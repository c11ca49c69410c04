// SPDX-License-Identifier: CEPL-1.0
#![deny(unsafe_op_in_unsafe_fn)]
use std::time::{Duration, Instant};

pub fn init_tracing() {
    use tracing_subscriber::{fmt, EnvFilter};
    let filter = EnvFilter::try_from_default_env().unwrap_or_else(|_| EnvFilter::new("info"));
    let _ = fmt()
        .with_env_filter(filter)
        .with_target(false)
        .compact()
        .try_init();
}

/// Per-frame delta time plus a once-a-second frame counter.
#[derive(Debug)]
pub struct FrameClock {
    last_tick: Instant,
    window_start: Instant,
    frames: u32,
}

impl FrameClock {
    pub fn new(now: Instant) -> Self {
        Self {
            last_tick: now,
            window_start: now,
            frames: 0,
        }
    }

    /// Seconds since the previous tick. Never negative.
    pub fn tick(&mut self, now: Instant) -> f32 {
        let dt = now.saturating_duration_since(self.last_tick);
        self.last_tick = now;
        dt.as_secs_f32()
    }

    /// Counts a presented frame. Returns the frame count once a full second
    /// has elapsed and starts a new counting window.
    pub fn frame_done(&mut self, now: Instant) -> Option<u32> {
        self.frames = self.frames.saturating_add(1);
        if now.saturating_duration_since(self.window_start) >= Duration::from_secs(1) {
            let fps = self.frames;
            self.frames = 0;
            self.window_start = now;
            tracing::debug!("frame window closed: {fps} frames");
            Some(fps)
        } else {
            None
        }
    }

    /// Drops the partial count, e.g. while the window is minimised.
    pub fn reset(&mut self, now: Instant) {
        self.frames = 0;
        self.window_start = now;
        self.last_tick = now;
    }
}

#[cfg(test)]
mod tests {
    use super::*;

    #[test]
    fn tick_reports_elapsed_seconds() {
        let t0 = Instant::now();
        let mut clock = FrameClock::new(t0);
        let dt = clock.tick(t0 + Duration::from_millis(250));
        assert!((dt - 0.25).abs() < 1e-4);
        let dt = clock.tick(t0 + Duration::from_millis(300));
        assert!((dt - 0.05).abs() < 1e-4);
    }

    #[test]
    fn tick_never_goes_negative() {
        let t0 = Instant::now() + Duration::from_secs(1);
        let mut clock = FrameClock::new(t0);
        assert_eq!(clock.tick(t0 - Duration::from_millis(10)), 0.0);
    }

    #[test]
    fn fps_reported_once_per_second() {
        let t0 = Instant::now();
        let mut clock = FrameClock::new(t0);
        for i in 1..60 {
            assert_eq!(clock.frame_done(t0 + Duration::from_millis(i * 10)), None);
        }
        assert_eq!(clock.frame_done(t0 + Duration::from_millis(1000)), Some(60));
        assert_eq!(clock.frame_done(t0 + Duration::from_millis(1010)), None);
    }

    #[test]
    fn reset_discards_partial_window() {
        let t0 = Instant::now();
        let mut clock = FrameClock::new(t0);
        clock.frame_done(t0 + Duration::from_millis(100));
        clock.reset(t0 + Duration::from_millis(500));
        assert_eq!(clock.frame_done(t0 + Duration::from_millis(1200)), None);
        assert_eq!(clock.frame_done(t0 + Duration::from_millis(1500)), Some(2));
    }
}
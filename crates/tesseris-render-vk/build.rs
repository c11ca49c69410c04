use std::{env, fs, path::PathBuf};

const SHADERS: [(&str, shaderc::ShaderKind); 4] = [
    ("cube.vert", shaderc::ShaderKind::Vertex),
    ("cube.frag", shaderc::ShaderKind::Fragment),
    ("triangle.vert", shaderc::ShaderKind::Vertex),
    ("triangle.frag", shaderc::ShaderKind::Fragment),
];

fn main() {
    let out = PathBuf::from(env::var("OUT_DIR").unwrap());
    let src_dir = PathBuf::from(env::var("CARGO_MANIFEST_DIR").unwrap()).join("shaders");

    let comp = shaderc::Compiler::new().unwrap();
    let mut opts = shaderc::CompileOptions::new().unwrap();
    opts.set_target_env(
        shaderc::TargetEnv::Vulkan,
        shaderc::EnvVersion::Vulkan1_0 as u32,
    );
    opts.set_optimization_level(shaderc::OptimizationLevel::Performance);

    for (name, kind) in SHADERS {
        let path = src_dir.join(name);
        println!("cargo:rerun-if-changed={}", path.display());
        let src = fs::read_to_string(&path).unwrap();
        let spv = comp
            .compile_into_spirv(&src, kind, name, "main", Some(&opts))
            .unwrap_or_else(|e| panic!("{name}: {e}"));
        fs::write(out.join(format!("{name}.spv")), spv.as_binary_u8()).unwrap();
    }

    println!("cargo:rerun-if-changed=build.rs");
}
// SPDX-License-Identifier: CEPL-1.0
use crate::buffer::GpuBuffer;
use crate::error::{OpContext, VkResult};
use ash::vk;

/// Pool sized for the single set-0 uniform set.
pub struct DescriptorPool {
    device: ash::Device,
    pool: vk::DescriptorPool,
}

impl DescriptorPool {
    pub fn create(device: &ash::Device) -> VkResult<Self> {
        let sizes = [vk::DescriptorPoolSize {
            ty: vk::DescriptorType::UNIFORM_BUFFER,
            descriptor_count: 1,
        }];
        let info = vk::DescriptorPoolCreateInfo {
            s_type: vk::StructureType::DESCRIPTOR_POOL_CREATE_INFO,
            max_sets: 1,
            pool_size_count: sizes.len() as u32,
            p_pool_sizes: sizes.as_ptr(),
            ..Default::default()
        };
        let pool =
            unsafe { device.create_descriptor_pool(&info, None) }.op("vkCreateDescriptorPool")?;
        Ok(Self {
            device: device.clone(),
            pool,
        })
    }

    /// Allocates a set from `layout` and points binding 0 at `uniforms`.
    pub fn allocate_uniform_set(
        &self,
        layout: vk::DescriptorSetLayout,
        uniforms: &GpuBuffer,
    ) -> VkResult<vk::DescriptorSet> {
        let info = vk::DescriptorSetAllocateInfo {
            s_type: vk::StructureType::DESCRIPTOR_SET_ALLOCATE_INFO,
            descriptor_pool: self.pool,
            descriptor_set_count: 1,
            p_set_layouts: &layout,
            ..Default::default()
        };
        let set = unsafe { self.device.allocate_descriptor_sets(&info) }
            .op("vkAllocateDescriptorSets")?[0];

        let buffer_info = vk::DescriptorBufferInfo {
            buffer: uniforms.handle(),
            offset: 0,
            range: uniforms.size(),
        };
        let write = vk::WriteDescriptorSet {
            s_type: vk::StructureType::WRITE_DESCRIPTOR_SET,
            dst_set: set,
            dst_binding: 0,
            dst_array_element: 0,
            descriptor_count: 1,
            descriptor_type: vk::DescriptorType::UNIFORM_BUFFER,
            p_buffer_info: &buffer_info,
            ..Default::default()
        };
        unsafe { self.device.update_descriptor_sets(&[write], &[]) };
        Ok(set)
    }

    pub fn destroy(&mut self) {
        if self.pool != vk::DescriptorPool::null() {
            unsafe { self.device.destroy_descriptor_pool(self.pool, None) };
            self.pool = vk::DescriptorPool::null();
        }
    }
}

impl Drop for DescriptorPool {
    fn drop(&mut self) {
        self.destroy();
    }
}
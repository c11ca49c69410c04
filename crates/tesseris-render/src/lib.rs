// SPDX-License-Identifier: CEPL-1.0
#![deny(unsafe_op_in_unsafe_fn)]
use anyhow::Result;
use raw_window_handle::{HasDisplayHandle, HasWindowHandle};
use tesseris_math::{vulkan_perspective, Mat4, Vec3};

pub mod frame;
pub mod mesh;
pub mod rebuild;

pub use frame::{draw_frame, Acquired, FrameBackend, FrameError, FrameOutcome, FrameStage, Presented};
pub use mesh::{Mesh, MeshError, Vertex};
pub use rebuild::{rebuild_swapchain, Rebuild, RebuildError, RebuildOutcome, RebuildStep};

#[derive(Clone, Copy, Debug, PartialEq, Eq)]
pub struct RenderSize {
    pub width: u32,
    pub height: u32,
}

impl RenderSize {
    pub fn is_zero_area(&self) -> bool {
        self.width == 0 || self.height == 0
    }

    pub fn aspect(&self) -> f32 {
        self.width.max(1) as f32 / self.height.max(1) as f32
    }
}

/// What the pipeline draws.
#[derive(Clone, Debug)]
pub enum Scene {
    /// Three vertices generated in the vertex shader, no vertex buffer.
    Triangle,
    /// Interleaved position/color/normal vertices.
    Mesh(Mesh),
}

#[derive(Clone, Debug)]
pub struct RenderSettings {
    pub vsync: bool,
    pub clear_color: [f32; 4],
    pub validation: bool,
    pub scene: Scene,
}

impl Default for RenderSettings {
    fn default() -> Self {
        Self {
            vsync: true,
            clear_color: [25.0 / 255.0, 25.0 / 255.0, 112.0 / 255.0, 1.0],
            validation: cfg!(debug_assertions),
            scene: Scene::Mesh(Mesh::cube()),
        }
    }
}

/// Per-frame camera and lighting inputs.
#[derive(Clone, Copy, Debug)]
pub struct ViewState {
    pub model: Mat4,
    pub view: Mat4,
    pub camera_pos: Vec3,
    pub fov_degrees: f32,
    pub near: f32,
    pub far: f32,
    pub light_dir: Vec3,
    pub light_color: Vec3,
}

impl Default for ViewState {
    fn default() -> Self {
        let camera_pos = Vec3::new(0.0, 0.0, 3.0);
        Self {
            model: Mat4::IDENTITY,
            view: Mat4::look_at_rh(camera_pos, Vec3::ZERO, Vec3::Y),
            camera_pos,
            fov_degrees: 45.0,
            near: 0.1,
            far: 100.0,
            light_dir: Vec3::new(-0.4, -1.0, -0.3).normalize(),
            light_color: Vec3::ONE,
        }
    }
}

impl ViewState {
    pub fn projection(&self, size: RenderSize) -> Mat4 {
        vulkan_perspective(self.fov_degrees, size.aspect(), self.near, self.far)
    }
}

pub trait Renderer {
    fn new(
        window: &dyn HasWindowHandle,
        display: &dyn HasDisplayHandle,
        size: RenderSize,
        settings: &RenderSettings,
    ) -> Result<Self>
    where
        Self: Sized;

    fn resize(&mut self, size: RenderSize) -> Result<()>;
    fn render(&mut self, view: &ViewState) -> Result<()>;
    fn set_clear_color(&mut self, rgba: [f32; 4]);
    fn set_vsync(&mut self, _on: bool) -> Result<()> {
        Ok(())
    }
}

● Problem requirements
Scan the data above for the word "changed" and report every line where it is found.

● Your solution
        println!("cargo:rerun-if-changed={}", path.display());
    println!("cargo:rerun-if-changed=build.rs");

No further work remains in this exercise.